WHAT THE TASK REQUIRES: Count the lines in the following data that include "Some". Please write only the number.

INPUT MATERIAL:
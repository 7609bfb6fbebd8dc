//! The table-driven LR parser.
//!
//! The parser owns nothing but a reference to the [`ParsingTable`]; all
//! per-line state (the state stack, the symbol stack, the cursor) lives
//! in a [`Configuration`] rebuilt for every line, so one bad line never
//! poisons the next.

use itertools::Itertools;

use crate::automaton::StateId;
use crate::grammar::END;
use crate::table::{Action, ParsingTable};

pub mod recovery;

pub use recovery::{Recovery, RecoveryAction, SyntaxErrorKind, SyntaxReport};

/// Verdict for one token line.
#[derive(Debug, Clone, PartialEq, Eq)]
pub struct LineResult {
    pub accepted: bool,
    /// Diagnostic for rejected lines; `None` on acceptance.
    pub report: Option<SyntaxReport>,
    /// Reduce rules applied, in order ("R3", "R2", …).
    pub reductions: Vec<String>,
}

impl LineResult {
    fn accepted(reductions: Vec<String>) -> Self {
        Self {
            accepted: true,
            report: None,
            reductions,
        }
    }

    fn rejected(report: SyntaxReport, reductions: Vec<String>) -> Self {
        Self {
            accepted: false,
            report: Some(report),
            reductions,
        }
    }

    /// The applied reductions on acceptance, or [`Error::Syntax`] with
    /// the diagnostic on rejection.
    pub fn into_result(self) -> crate::Result<Vec<String>> {
        match self.report {
            None => Ok(self.reductions),
            Some(report) => Err(crate::Error::Syntax(report)),
        }
    }
}

/// Aggregate verdicts over a batch of lines.
#[derive(Debug, Clone, Default, PartialEq, Eq)]
pub struct RunSummary {
    pub results: Vec<LineResult>,
    pub accepted: usize,
    pub rejected: usize,
}

impl RunSummary {
    pub fn total(&self) -> usize {
        self.accepted + self.rejected
    }
}

impl std::fmt::Display for RunSummary {
    fn fmt(&self, f: &mut std::fmt::Formatter<'_>) -> std::fmt::Result {
        writeln!(f, "lines parsed: {}", self.total())?;
        writeln!(f, "accepted:     {}", self.accepted)?;
        writeln!(f, "rejected:     {}", self.rejected)?;
        let rate = if self.total() == 0 {
            100.0
        } else {
            self.accepted as f64 * 100.0 / self.total() as f64
        };
        write!(f, "success rate: {rate:.1}%")
    }
}

/// One in-flight parse: the twin stacks and the input cursor.
#[derive(Debug)]
struct Configuration {
    states: Vec<StateId>,
    symbols: Vec<String>,
    tokens: Vec<String>,
    cursor: usize,
}

impl Configuration {
    /// Starts in state 0 with an empty symbol stack; appends the end
    /// marker if the line lacks one.
    fn new(tokens: &[String]) -> Self {
        let mut tokens = tokens.to_vec();
        if tokens.last().map(String::as_str) != Some(END) {
            tokens.push(END.to_string());
        }
        Self {
            states: vec![0],
            symbols: Vec::new(),
            tokens,
            cursor: 0,
        }
    }

    fn current_state(&self) -> StateId {
        *self.states.last().unwrap_or(&0)
    }

    fn lookahead(&self) -> &str {
        self.tokens
            .get(self.cursor)
            .map(String::as_str)
            .unwrap_or(END)
    }

    fn shift(&mut self, to: StateId) {
        self.symbols.push(self.lookahead().to_string());
        self.states.push(to);
        self.cursor += 1;
    }

    /// Pops the reduced body off both stacks and pushes the head. The
    /// state stack keeps its bottom entry even against a malformed
    /// table.
    fn reduce(&mut self, head: &str, body_len: usize) {
        let symbols_len = self.symbols.len().saturating_sub(body_len);
        self.symbols.truncate(symbols_len);
        let states_len = self.states.len().saturating_sub(body_len).max(1);
        self.states.truncate(states_len);
        self.symbols.push(head.to_string());
    }
}

impl std::fmt::Display for Configuration {
    fn fmt(&self, f: &mut std::fmt::Formatter<'_>) -> std::fmt::Result {
        write!(
            f,
            "[{}] {} | {}",
            self.states.iter().join(" "),
            self.symbols.iter().join(" "),
            self.tokens[self.cursor..].iter().join(" "),
        )
    }
}

/// Drives token lines through a built [`ParsingTable`].
#[derive(Debug, Clone, Copy)]
pub struct Parser<'t> {
    table: &'t ParsingTable,
}

impl<'t> Parser<'t> {
    pub fn new(table: &'t ParsingTable) -> Self {
        Self { table }
    }

    /// Runs the shift/reduce loop over one line.
    ///
    /// A missing ACTION or GOTO entry rejects the line with a
    /// [`SyntaxReport`]; the recovery strategy in it is advisory.
    pub fn parse_line(&self, tokens: &[String]) -> LineResult {
        let mut configuration = Configuration::new(tokens);
        let mut recovery = Recovery::new();
        let mut reductions = Vec::new();

        loop {
            let state = configuration.current_state();
            let Some(action) = self.table.action(state, configuration.lookahead()) else {
                let report = recovery.diagnose(
                    self.table,
                    state,
                    &configuration.tokens,
                    configuration.cursor,
                );
                return LineResult::rejected(report, reductions);
            };

            match action.clone() {
                Action::Accept => return LineResult::accepted(reductions),
                Action::Shift(to) => configuration.shift(to),
                Action::Reduce(rule) => {
                    let Some(entry) = self.table.reduce_entry(&rule) else {
                        let report = recovery.diagnose(
                            self.table,
                            state,
                            &configuration.tokens,
                            configuration.cursor,
                        );
                        return LineResult::rejected(report, reductions);
                    };
                    configuration.reduce(&entry.head, entry.body.len());

                    let uncovered = configuration.current_state();
                    let Some(goto) = self.table.goto(uncovered, &entry.head) else {
                        let report = recovery.diagnose(
                            self.table,
                            uncovered,
                            &configuration.tokens,
                            configuration.cursor,
                        );
                        return LineResult::rejected(report, reductions);
                    };
                    configuration.states.push(goto);
                    reductions.push(rule);
                }
            }
        }
    }

    /// Parses each line independently and tallies the verdicts.
    pub fn parse_lines<I, L>(&self, lines: I) -> RunSummary
    where
        I: IntoIterator<Item = L>,
        L: AsRef<[String]>,
    {
        let mut summary = RunSummary::default();
        for line in lines {
            let result = self.parse_line(line.as_ref());
            if result.accepted {
                summary.accepted += 1;
            } else {
                summary.rejected += 1;
            }
            summary.results.push(result);
        }
        summary
    }
}

/// Splits a whitespace-separated line into tokens.
pub fn tokenize(line: &str) -> Vec<String> {
    line.split_whitespace().map(str::to_string).collect()
}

PROBLEM SOLUTION: 6